Hallo Freunde der englischen Eisenbahn! Bisher konnte mir noch keiner eine Eigenheit nahezu aller britischen Dampfloks erklären. Mir ist schon von Anfang an aufgefallen, dass die Entwässerungsrohre / Kondenswasserrohre aus dem Gehäuse der Arbeitszylinder nach vorne in Fahrtrichtung geführt sind und der Dampf somit entgegen der Fahrtrichtung ausgestoßen wird. Ein Modellbahnkollege mit Kenntnis der deutschen Dampfloks zeigte mir dazu am Beispiel der deutschen Baureihe 03, die je ein Sammelrohr unter den Gehäusen habt und der Ausstoß erfolgt nach unten bzw. hinten. Seine Vermutung zur britischen Ausführung war, dass so der austretende Dampf bzw. Wasser nicht die Wartungs- und Abschmierarbeiten bei betriebsbereiter Maschine behindert. Kling einleuchtend, aber gewiss weiß ich es nicht und vielleicht gibt es doch noch einen anderen Grund???
ich habe diese interessante Frage meinem englischen Modellbahnerfreund gestellt, der inzwischen 79 ist und die Dampflokzeit noch zum großen Teil aus eigener Erfahrung kennt. Er mailte mir die folgende Antwort:
"About the cylinder drain pipes, I'm sorry but I don't know. I have looked in many of my railway books and since the 1930's all outside cylinder loco's have had forward facing pipes. I will try to find out but it is not a detail that railway books talk about!"
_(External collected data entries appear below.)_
use serde::{Deserialize, Serialize};

/// Adapter id meaning "slot disabled". This is the literal the remote stack node expects.
pub const NONE_ADAPTER: &str = "None";

/// A named, strength-weighted style modifier the remote worker can load.
#[derive(Debug, Clone, PartialEq, Eq, Serialize, Deserialize)]
pub struct StyleAdapter {
    /// File name understood by the remote worker.
    pub id: String,
    pub description: String,
    /// Words that activate the style in the prompt. May be empty.
    pub trigger_word: String,
}

impl StyleAdapter {
    pub fn new(
        id: impl Into<String>,
        description: impl Into<String>,
        trigger_word: impl Into<String>,
    ) -> Self {
        Self {
            id: id.into(),
            description: description.into(),
            trigger_word: trigger_word.into(),
        }
    }
}

/// The set of style adapters a deployment offers, in display order.
#[derive(Debug, Clone, Default, PartialEq, Eq)]
pub struct AdapterCatalog {
    adapters: Vec<StyleAdapter>,
}

impl AdapterCatalog {
    pub fn new(adapters: impl IntoIterator<Item = StyleAdapter>) -> Self {
        Self {
            adapters: adapters.into_iter().collect(),
        }
    }

    /// Adapters installed on the reference worker.
    pub fn reference() -> Self {
        Self::new([
            StyleAdapter::new(
                "Benjarong_flux_v1.safetensors",
                "Benjarong traditional Thai ceramic style - ornate patterns and gold details",
                "Benjarong ornate designs",
            ),
            StyleAdapter::new(
                "WaiKru_flux_v1.safetensors",
                "WaiKru traditional Thai school ceremony",
                "WaiKru, traditional Thai school ceremony",
            ),
            StyleAdapter::new(
                "ChickenGreenCurry.safetensors",
                "Thai Green Curry style - vibrant green colors and food photography",
                "ChickenGreenCurry,a yellow-colored curry or stew",
            ),
            StyleAdapter::new(
                "SomTumThai.safetensors",
                "Som Tum Thai papaya salad style - fresh ingredients and Thai cuisine",
                "SomTumThai",
            ),
            StyleAdapter::new(
                "Pratukhong_BombV1_flux_v1.safetensors",
                "Pratukhong temple archway style - ornate carvings and a seated Buddha",
                "Pratukhong, A photograph of an ancient temple, likely a Buddhist temple, \
                 features a prominent, ornate archway with intricate carvings and a central \
                 figure, likely Buddha, seated in a meditative pose",
            ),
        ])
    }

    /// Look up an adapter by id. The `"None"` sentinel is never in the catalog.
    pub fn get(&self, id: &str) -> Option<&StyleAdapter> {
        self.adapters.iter().find(|a| a.id == id)
    }

    /// Whether `id` is either the `"None"` sentinel or a catalogued adapter.
    pub fn is_known(&self, id: &str) -> bool {
        id == NONE_ADAPTER || self.get(id).is_some()
    }

    /// Non-empty trigger word for `id`, if any.
    pub fn trigger_word(&self, id: &str) -> Option<&str> {
        self.get(id)
            .map(|a| a.trigger_word.as_str())
            .filter(|w| !w.is_empty())
    }

    /// Selectable ids, starting with the `"None"` sentinel.
    pub fn options(&self) -> Vec<&str> {
        std::iter::once(NONE_ADAPTER)
            .chain(self.adapters.iter().map(|a| a.id.as_str()))
            .collect()
    }

    pub fn iter(&self) -> impl Iterator<Item = &StyleAdapter> {
        self.adapters.iter()
    }

    pub fn len(&self) -> usize {
        self.adapters.len()
    }

    pub fn is_empty(&self) -> bool {
        self.adapters.is_empty()
    }
}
Ich selbst habe in einem deutschen Lehrbuch über die Technik von Dampflokomotiven recherchiert, habe aber in dem Abschnitt über Zylinderhähne und Zylindersicherheitsventile keine Informationen gefunden, die zur Klärung unserer Frage beitragen könnten.
Ich versuche aber am Ball zu bleiben, da mich die Frage auch interessiert.
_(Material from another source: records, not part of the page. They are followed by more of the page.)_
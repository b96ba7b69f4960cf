//! Keeping adapter trigger words in the prompt in sync with the selection.
//!
//! These are pure functions; the caller owns the previous selection and the
//! prompt text between calls.

use crate::adapters::AdapterCatalog;

/// Prepend trigger words for newly selected adapters.
///
/// When `selected` equals `previous` the prompt is returned untouched.
/// Otherwise every selected adapter's trigger word that does not already
/// appear in the prompt (case-insensitive) is prepended, in slot order.
pub fn reconcile_prompt<S: AsRef<str>>(
    current: &str,
    selected: &[S],
    previous: &[S],
    catalog: &AdapterCatalog,
) -> String {
    let unchanged = selected.len() == previous.len()
        && selected
            .iter()
            .zip(previous)
            .all(|(a, b)| a.as_ref() == b.as_ref());
    if unchanged {
        return current.to_string();
    }

    let lowered = current.to_lowercase();
    let missing: Vec<&str> = selected
        .iter()
        .filter_map(|id| catalog.trigger_word(id.as_ref()))
        .filter(|word| !lowered.contains(&word.to_lowercase()))
        .collect();

    if missing.is_empty() {
        current.to_string()
    } else {
        format!("{} {}", missing.join(" "), current)
    }
}

/// Strip the selected adapters' trigger words from the start of `prompt`.
///
/// Each word is removed at most once, in slot order, with or without a
/// following space. The result is trimmed.
pub fn base_prompt<S: AsRef<str>>(prompt: &str, selected: &[S], catalog: &AdapterCatalog) -> String {
    let mut rest = prompt;
    for word in selected
        .iter()
        .filter_map(|id| catalog.trigger_word(id.as_ref()))
    {
        rest = strip_prefix_ignore_case(rest, &format!("{} ", word))
            .or_else(|| strip_prefix_ignore_case(rest, word))
            .unwrap_or(rest);
    }
    rest.trim().to_string()
}

fn strip_prefix_ignore_case<'a>(s: &'a str, prefix: &str) -> Option<&'a str> {
    let head = s.get(..prefix.len())?;
    head.eq_ignore_ascii_case(prefix)
        .then(|| &s[prefix.len()..])
}

#[cfg(test)]
mod tests {
    use super::*;

    const BENJARONG: &str = "Benjarong_flux_v1.safetensors";
    const SOMTUM: &str = "SomTumThai.safetensors";

    fn catalog() -> AdapterCatalog {
        AdapterCatalog::reference()
    }

    #[test]
    fn test_unchanged_selection_keeps_prompt() {
        let out = reconcile_prompt("a bowl", &[BENJARONG, "None"], &[BENJARONG, "None"], &catalog());
        assert_eq!(out, "a bowl");
    }

    #[test]
    fn test_new_adapter_prepends_trigger_word() {
        let out = reconcile_prompt("a salad on a plate", &[SOMTUM, "None"], &["None", "None"], &catalog());
        assert_eq!(out, "SomTumThai a salad on a plate");
    }

    #[test]
    fn test_existing_trigger_word_not_duplicated() {
        let out = reconcile_prompt(
            "product photo of benjarong ornate designs bowl",
            &[BENJARONG, SOMTUM],
            &["None", "None"],
            &catalog(),
        );
        assert_eq!(out, "SomTumThai product photo of benjarong ornate designs bowl");
    }

    #[test]
    fn test_multiple_trigger_words_in_slot_order() {
        let out = reconcile_prompt("food", &[SOMTUM, BENJARONG], &["None", "None"], &catalog());
        assert_eq!(out, "SomTumThai Benjarong ornate designs food");
    }

    #[test]
    fn test_deselecting_to_none_adds_nothing() {
        let out = reconcile_prompt("food", &["None", "None"], &[SOMTUM, "None"], &catalog());
        assert_eq!(out, "food");
    }

    #[test]
    fn test_base_prompt_strips_leading_trigger_words() {
        let prompt = "SomTumThai Benjarong ornate designs food on a table";
        assert_eq!(
            base_prompt(prompt, &[SOMTUM, BENJARONG], &catalog()),
            "food on a table"
        );
    }

    #[test]
    fn test_base_prompt_is_case_insensitive_and_leaves_inner_words() {
        assert_eq!(
            base_prompt("somtumthai, a plate of SomTumThai", &[SOMTUM], &catalog()),
            ", a plate of SomTumThai"
        );
    }

    #[test]
    fn test_base_prompt_without_adapters() {
        assert_eq!(base_prompt("  plain  ", &["None"], &catalog()), "plain");
    }

    #[test]
    fn test_reconcile_then_base_round_trip() {
        let selected = [BENJARONG, SOMTUM];
        let grown = reconcile_prompt("a kitchen", &selected, &["None", "None"], &catalog());
        assert_eq!(base_prompt(&grown, &selected, &catalog()), "a kitchen");
    }

    #[test]
    fn test_strip_prefix_respects_char_boundaries() {
        assert_eq!(strip_prefix_ignore_case("é", "a"), None);
        assert_eq!(strip_prefix_ignore_case("ab", "abc"), None);
        assert_eq!(strip_prefix_ignore_case("ABc", "ab"), Some("c"));
    }
}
ich habe meinen schwiegervater gefragt. er meinte, es wäre ein patentrechtliches problem, da die deutschen loks mit der Heusinger-Patent-Technik ausgerüstet wären und da musste man das ganze anders gestalten. Er hat schöne Bilder aus GB (auch im neuen Hornby-Katalog S.48), da konnte man es noch besser sehen, als auf deinen Bildern. er will auch noch mal einen älteren Koll.fragen, ob es auch der "Rüchstrom-Effekt" (in längeren speziell gestalteten Rohren bildet sich ein Rückstau, um einen gewissen Restdruck immer im System zu haben. Das braucht man zB. bei den Zweitaktmotoren) eine Rolle spielt. ???
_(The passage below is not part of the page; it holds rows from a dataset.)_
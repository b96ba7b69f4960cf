use std::collections::{BTreeMap, HashMap};

use serde::ser::{SerializeMap, SerializeTuple};
use serde::{Serialize, Serializer};
use serde_json::Value;

use crate::error::GraphError;

/// Identifier of a node inside a [`RequestGraph`].
#[derive(Debug, Clone, Copy, PartialEq, Eq, Hash, PartialOrd, Ord)]
pub struct NodeId(pub &'static str);

impl NodeId {
    pub fn as_str(&self) -> &'static str {
        self.0
    }

    /// Reference output `index` of this node.
    pub fn output(self, index: u32) -> Input {
        Input::Link { node: self, index }
    }
}

impl std::fmt::Display for NodeId {
    fn fmt(&self, f: &mut std::fmt::Formatter<'_>) -> std::fmt::Result {
        f.write_str(self.0)
    }
}

/// A node input: either a literal or a reference to another node's output.
///
/// Links serialise as `["<node>", <index>]`, the executor's wire form.
#[derive(Debug, Clone, PartialEq)]
pub enum Input {
    Literal(Value),
    Link { node: NodeId, index: u32 },
}

impl Input {
    pub fn literal(value: impl Into<Value>) -> Self {
        Input::Literal(value.into())
    }

    pub fn as_literal(&self) -> Option<&Value> {
        match self {
            Input::Literal(v) => Some(v),
            Input::Link { .. } => None,
        }
    }

    pub fn as_link(&self) -> Option<(NodeId, u32)> {
        match self {
            Input::Link { node, index } => Some((*node, *index)),
            Input::Literal(_) => None,
        }
    }
}

impl Serialize for Input {
    fn serialize<S: Serializer>(&self, serializer: S) -> Result<S::Ok, S::Error> {
        match self {
            Input::Literal(v) => v.serialize(serializer),
            Input::Link { node, index } => {
                let mut tuple = serializer.serialize_tuple(2)?;
                tuple.serialize_element(node.as_str())?;
                tuple.serialize_element(index)?;
                tuple.end()
            }
        }
    }
}

/// One stage of the pipeline.
#[derive(Debug, Clone, PartialEq)]
pub struct Node {
    pub class_type: &'static str,
    pub title: Option<&'static str>,
    pub inputs: BTreeMap<String, Input>,
}

impl Node {
    pub fn new(class_type: &'static str) -> Self {
        Self {
            class_type,
            title: None,
            inputs: BTreeMap::new(),
        }
    }

    pub fn title(mut self, title: &'static str) -> Self {
        self.title = Some(title);
        self
    }

    pub fn input(mut self, name: impl Into<String>, value: Input) -> Self {
        self.inputs.insert(name.into(), value);
        self
    }

    pub fn literal(self, name: impl Into<String>, value: impl Into<Value>) -> Self {
        self.input(name, Input::literal(value))
    }

    pub fn link(self, name: impl Into<String>, node: NodeId, index: u32) -> Self {
        self.input(name, node.output(index))
    }

    pub fn get(&self, name: &str) -> Option<&Input> {
        self.inputs.get(name)
    }
}

impl Serialize for Node {
    fn serialize<S: Serializer>(&self, serializer: S) -> Result<S::Ok, S::Error> {
        let len = if self.title.is_some() { 3 } else { 2 };
        let mut map = serializer.serialize_map(Some(len))?;
        map.serialize_entry("inputs", &self.inputs)?;
        map.serialize_entry("class_type", self.class_type)?;
        if let Some(title) = self.title {
            map.serialize_entry("_meta", &serde_json::json!({ "title": title }))?;
        }
        map.end()
    }
}

/// Immutable mapping from node id to node, sent as the job's workflow.
#[derive(Debug, Clone, PartialEq)]
pub struct RequestGraph {
    nodes: BTreeMap<NodeId, Node>,
}

impl RequestGraph {
    pub(crate) fn from_nodes(nodes: impl IntoIterator<Item = (NodeId, Node)>) -> Self {
        Self {
            nodes: nodes.into_iter().collect(),
        }
    }

    pub fn node(&self, id: NodeId) -> Option<&Node> {
        self.nodes.get(&id)
    }

    pub fn nodes(&self) -> impl Iterator<Item = (&NodeId, &Node)> {
        self.nodes.iter()
    }

    pub fn len(&self) -> usize {
        self.nodes.len()
    }

    pub fn is_empty(&self) -> bool {
        self.nodes.is_empty()
    }

    /// Literal value of `input` on `node`, if both exist and the input is not a link.
    pub fn literal(&self, node: NodeId, input: &str) -> Option<&Value> {
        self.node(node)?.get(input)?.as_literal()
    }

    /// Verify that every link targets an existing node and the graph is acyclic.
    pub fn check(&self) -> Result<(), GraphError> {
        for (id, node) in &self.nodes {
            for (name, input) in &node.inputs {
                if let Some((target, _)) = input.as_link() {
                    if !self.nodes.contains_key(&target) {
                        return Err(GraphError::DanglingLink {
                            node: id.to_string(),
                            input: name.clone(),
                            target: target.to_string(),
                        });
                    }
                }
            }
        }

        #[derive(Clone, Copy, PartialEq)]
        enum Mark {
            Visiting,
            Done,
        }

        fn visit(
            graph: &RequestGraph,
            id: NodeId,
            marks: &mut HashMap<NodeId, Mark>,
        ) -> Result<(), GraphError> {
            match marks.get(&id) {
                Some(Mark::Done) => return Ok(()),
                Some(Mark::Visiting) => return Err(GraphError::Cycle(id.to_string())),
                None => {}
            }
            marks.insert(id, Mark::Visiting);
            if let Some(node) = graph.nodes.get(&id) {
                for input in node.inputs.values() {
                    if let Some((target, _)) = input.as_link() {
                        visit(graph, target, marks)?;
                    }
                }
            }
            marks.insert(id, Mark::Done);
            Ok(())
        }

        let mut marks = HashMap::new();
        for id in self.nodes.keys() {
            visit(self, *id, &mut marks)?;
        }
        Ok(())
    }

    pub fn to_json(&self) -> Value {
        serde_json::to_value(self).unwrap_or(Value::Null)
    }
}

impl Serialize for RequestGraph {
    fn serialize<S: Serializer>(&self, serializer: S) -> Result<S::Ok, S::Error> {
        let mut map = serializer.serialize_map(Some(self.nodes.len()))?;
        for (id, node) in &self.nodes {
            map.serialize_entry(id.as_str(), node)?;
        }
        map.end()
    }
}

#[cfg(test)]
mod tests {
    use super::*;
    use serde_json::json;

    const A: NodeId = NodeId("1");
    const B: NodeId = NodeId("2");
    const C: NodeId = NodeId("3");

    #[test]
    fn test_link_serializes_as_pair() {
        let value = serde_json::to_value(B.output(1)).unwrap();
        assert_eq!(value, json!(["2", 1]));
    }

    #[test]
    fn test_node_wire_shape() {
        let node = Node::new("VAELoader")
            .title("Load VAE")
            .literal("vae_name", "ae.safetensors");
        let value = serde_json::to_value(&node).unwrap();
        assert_eq!(
            value,
            json!({
                "inputs": {"vae_name": "ae.safetensors"},
                "class_type": "VAELoader",
                "_meta": {"title": "Load VAE"}
            })
        );
    }

    #[test]
    fn test_untitled_node_has_no_meta() {
        let value = serde_json::to_value(Node::new("X")).unwrap();
        assert!(value.get("_meta").is_none());
    }

    #[test]
    fn test_check_accepts_chain() {
        let graph = RequestGraph::from_nodes([
            (A, Node::new("Source").literal("v", 1)),
            (B, Node::new("Mid").link("in", A, 0)),
            (C, Node::new("Sink").link("in", B, 0)),
        ]);
        assert!(graph.check().is_ok());
        assert_eq!(graph.to_json()["3"]["inputs"]["in"], json!(["2", 0]));
    }

    #[test]
    fn test_check_rejects_dangling_link() {
        let graph = RequestGraph::from_nodes([(A, Node::new("Sink").link("in", C, 0))]);
        assert_eq!(
            graph.check(),
            Err(GraphError::DanglingLink {
                node: "1".into(),
                input: "in".into(),
                target: "3".into()
            })
        );
    }

    #[test]
    fn test_check_rejects_cycle() {
        let graph = RequestGraph::from_nodes([
            (A, Node::new("X").link("in", B, 0)),
            (B, Node::new("Y").link("in", A, 0)),
        ]);
        assert!(matches!(graph.check(), Err(GraphError::Cycle(_))));
    }

    #[test]
    fn test_literal_lookup() {
        let graph = RequestGraph::from_nodes([
            (A, Node::new("X").literal("seed", 42)),
            (B, Node::new("Y").link("in", A, 0)),
        ]);
        assert_eq!(graph.literal(A, "seed"), Some(&json!(42)));
        assert_eq!(graph.literal(B, "in"), None);
        assert_eq!(graph.literal(C, "seed"), None);
    }
}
Da geht es um die Frage, weswegen bei deutschen Lokomotiven die Zylinderhähne offenbar dauernd lecken, auch wenn die Loks z.B. im Bahnhof (abfahrbereit) stehen. Ein Posting erwähnt, dass der Lokführer im Stillstand noch vor der Abfahrt versucht, vorbeugend Kondenswasser aus den (gegenüber der Fahrt relativ kalten) Zylindern abzulassen. Wenn das so Praxis ist, dann böten die nach vorne zeigenden Rohre bei britischen Loks den Vorteil, dass das Wasser-/ Dampf-Gemisch etwas weiter vorne austritt, wo es die Lokmannschaft und Bahnsteigpassagiere weniger stört und - wegen der langen wärmeabführenden Kupferrohre - schon weniger Dampf als Wasser enthält (zusätzliche Kondensation in den langen Rohren). Das ist natürlich auch nur eine Vermutung von mir, die ich euch aber nicht vorenthalten wollte.
bei meinem Besuch im National Railway Museum in York letztes Wochenende habe ich dort ganz einfach mal an einem information counter nachgefragt (wenn's dort keine Informationen gibt, wo dann?), was es mit den nach vorne abgebogenen Ablaufrohren der Zylinderhähne auf sich hat. Der freundliche ältere Herr war zunächst etwas erstaunt über solch eine Detailfrage und gab zu, es auch nicht genau zu wissen - er nahm aber stark an, dass man damit verhindern wollte, dass ein scharfer Strahl dort unter Umständen Gleisschotter wegpusten könne, falls die Rohre direkt und tief nach unten zeigten (er hatte selbst schon erlebt, wie stark ein solcher Strahl sein kann). Hört sich zumindestens plausibel an.
In dieser Frage bleibe ich noch am Ball, bis mir jemand eine Antwort gibt, die auf Gewissheit und nicht nur auf Vermutungen beruht.